- [Collected data entries]
=== Section Start ===
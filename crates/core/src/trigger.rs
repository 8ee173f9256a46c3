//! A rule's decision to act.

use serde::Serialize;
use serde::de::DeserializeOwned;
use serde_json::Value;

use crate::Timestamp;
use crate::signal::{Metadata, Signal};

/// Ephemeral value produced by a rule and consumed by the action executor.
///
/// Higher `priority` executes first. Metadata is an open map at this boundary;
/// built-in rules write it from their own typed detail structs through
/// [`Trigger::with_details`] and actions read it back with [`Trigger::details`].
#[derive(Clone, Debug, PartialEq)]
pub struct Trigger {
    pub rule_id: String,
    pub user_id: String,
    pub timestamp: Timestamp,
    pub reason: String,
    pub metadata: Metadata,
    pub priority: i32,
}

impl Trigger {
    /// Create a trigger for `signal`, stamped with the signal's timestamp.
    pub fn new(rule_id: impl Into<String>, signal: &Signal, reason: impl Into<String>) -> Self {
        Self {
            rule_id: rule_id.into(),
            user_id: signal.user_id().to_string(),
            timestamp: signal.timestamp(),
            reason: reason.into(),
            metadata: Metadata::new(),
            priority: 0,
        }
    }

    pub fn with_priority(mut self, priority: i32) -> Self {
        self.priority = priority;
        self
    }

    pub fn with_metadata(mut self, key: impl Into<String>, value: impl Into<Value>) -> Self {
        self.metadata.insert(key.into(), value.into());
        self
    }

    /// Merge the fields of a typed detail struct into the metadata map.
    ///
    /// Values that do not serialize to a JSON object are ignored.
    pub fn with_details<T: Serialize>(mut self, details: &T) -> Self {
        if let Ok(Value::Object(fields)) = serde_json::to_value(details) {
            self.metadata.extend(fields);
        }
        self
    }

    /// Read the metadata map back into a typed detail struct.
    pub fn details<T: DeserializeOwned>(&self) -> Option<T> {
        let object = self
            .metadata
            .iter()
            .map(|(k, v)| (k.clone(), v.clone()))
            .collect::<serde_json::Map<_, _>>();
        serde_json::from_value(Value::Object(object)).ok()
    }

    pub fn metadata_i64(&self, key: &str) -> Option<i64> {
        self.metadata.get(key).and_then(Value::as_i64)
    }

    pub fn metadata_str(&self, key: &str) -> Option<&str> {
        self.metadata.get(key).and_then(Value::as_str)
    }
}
=== Section End ===
=== Section Start ===
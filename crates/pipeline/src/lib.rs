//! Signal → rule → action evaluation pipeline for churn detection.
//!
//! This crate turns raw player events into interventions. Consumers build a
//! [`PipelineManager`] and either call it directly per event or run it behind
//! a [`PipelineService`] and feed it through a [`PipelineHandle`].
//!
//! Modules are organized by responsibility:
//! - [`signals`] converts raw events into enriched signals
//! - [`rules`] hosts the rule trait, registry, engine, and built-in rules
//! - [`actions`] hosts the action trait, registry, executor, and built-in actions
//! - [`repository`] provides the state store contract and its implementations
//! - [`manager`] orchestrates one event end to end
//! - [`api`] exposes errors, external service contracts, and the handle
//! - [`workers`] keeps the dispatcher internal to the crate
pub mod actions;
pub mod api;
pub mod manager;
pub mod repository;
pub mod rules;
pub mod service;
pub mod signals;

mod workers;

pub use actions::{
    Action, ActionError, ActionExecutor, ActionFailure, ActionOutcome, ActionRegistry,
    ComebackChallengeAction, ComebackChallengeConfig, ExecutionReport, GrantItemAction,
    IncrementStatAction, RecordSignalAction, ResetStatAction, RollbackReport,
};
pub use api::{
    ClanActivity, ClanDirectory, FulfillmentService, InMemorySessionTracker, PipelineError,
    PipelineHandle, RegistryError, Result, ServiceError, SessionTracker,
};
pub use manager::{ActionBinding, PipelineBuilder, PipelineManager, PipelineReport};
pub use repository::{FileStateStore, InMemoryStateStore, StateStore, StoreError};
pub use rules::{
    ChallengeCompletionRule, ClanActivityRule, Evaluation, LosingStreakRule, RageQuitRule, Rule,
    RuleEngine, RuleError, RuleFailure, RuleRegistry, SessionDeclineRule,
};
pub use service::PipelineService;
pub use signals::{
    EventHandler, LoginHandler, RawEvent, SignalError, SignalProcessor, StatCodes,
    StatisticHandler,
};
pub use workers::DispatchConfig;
=== Section End ===
=== Section Start ===
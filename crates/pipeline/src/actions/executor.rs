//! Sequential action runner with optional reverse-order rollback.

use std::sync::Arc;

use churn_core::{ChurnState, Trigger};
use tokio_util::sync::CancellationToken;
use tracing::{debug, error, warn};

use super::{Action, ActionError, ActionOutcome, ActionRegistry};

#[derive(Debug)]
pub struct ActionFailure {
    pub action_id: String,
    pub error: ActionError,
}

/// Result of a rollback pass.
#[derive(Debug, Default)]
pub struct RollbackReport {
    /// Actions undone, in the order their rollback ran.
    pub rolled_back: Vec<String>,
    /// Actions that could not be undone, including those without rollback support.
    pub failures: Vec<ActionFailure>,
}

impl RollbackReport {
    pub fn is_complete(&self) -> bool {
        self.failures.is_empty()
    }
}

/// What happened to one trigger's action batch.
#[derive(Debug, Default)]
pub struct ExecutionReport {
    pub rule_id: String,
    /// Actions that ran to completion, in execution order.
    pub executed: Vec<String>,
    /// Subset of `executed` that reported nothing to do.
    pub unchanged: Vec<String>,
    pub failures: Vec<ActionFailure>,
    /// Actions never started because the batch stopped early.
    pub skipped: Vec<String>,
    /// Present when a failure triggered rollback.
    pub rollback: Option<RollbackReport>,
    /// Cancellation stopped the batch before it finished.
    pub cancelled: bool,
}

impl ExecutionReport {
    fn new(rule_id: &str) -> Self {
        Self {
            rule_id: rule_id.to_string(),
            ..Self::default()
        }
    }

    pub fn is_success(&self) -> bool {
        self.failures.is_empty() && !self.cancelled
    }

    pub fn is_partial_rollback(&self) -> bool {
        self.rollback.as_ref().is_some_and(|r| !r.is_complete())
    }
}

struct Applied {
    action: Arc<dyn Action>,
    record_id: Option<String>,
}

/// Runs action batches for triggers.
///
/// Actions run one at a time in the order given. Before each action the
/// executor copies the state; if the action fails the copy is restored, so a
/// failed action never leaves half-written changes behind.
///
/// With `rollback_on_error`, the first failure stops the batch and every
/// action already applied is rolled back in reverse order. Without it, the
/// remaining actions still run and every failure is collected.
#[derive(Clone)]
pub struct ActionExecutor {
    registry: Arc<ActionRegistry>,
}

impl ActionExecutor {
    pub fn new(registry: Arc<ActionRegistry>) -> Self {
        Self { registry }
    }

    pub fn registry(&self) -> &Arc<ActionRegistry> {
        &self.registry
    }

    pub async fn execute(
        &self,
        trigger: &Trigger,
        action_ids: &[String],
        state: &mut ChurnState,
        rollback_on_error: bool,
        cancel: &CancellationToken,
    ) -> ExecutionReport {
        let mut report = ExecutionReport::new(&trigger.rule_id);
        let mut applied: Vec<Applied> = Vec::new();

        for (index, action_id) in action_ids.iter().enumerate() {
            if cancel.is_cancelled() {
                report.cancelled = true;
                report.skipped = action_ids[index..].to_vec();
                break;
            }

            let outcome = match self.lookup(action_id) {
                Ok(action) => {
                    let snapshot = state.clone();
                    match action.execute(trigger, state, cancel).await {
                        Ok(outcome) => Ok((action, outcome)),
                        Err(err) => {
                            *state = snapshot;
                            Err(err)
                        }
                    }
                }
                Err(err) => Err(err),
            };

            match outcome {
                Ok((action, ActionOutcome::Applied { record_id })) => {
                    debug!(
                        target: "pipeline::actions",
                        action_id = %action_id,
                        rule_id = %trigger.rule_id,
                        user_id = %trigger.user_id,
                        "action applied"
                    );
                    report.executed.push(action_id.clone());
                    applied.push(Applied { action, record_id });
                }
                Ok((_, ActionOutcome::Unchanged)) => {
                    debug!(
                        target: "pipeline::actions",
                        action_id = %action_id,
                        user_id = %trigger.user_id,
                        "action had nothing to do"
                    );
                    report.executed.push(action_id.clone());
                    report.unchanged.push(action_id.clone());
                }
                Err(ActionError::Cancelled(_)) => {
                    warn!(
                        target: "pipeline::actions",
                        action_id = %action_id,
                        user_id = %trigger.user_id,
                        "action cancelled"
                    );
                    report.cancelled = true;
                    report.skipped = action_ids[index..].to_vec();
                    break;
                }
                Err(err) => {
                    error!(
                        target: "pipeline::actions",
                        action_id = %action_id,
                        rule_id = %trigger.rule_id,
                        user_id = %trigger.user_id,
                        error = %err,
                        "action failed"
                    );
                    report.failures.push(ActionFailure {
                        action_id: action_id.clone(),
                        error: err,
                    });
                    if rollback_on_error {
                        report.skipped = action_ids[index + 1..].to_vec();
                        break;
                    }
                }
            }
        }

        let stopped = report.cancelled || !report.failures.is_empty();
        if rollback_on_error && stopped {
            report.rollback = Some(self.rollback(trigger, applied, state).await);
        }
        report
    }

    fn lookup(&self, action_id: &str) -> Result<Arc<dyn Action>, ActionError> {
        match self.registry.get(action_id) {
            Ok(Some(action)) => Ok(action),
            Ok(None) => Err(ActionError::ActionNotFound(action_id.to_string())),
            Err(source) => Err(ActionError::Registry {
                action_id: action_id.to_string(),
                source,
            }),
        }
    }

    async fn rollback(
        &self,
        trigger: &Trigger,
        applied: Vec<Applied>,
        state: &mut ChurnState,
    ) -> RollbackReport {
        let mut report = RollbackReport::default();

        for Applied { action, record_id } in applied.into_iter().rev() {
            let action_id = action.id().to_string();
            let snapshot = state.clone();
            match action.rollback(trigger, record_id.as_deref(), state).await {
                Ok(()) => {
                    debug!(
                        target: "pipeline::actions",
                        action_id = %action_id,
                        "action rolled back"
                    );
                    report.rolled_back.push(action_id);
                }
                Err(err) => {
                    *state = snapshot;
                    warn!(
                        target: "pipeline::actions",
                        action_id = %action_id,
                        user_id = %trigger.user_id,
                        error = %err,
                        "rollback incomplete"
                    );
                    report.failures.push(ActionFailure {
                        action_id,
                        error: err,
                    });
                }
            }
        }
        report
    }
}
=== Section End ===
- [ACTIVITY] In the entries above, find each line with the word "signals" and copy it.

- [EXERCISE ANSWER]
//! - [`signals`] converts raw events into enriched signals
pub mod signals;
pub use signals::{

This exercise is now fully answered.